In the developing nervous system, controlled neurite extension and
branching are critical for the establishment of connections between
neurons and their targets. Although much is known about the regulation
of axonal development, many of the molecular events that regulate
axonal extension remain unknown. ARNO and ARF6 have important roles in
the regulation of the cytoskeleton as well as membrane trafficking. To
investigate the role of these molecules in axonogenesis, we expressed
ARNO and ARF6 in cultured rat hippocampal neurons.
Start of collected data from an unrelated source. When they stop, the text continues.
//! Entropy coders
//!
//! Two interchangeable coders sit behind the block and residual streams:
//! a varint-based RLE fast path and a context-modeled rANS path. Both use
//! the same sign-preserving symbol map, and both are mirrored exactly by
//! their decoders.

pub mod context;
pub mod rans;
pub mod rle;
pub mod section;

pub use context::{ac_context, dc_context, modular_context, FrequencyBand, NUM_CONTEXTS};
pub use rans::{RansDecoder, RansEncoder};
pub use rle::{
    decode_coeff_band_rle, decode_residuals_rle, encode_coeff_band_rle, encode_residuals_rle,
};
pub use section::{decode_residual_section, encode_residual_section};

/// Map a signed value to an unsigned symbol, preserving sign information
/// in the low bit: 0, -1, 1, -2, 2 ... become 0, 1, 2, 3, 4 ...
#[inline]
pub fn signed_to_symbol(value: i32) -> u64 {
    (((value << 1) ^ (value >> 31)) as u32) as u64
}

/// Inverse of [`signed_to_symbol`].
#[inline]
pub fn symbol_to_signed(symbol: u64) -> i32 {
    let s = symbol as u32;
    ((s >> 1) as i32) ^ -((s & 1) as i32)
}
Expression of
catalytically inactive ARNO or dominant negative ARF6 resulted in
enhanced axonal extension and branching and this effect was abrogated
by coexpression of constitutively active ARF6. We sought to identify
the downstream effectors of ARF6 during neurite extension by
coexpressing PI(4)P 5-Kinase
with catalytically inactive ARNO and
dominant negative ARF6. We found that PI(4)P 5-Kinase
plays a role
in neurite extension and branching downstream of ARF6. Also, expression
of inactive ARNO/ARF6 depleted the actin binding protein Mena from the
growth cone leading edge, indicating that these effects on axonogenesis
may be mediated by changes in cytoskeletal dynamics. These results
suggest that ARNO and ARF6, through PI(4)P 5-Kinase
, regulate
axonal elongation and branching during neuronal development.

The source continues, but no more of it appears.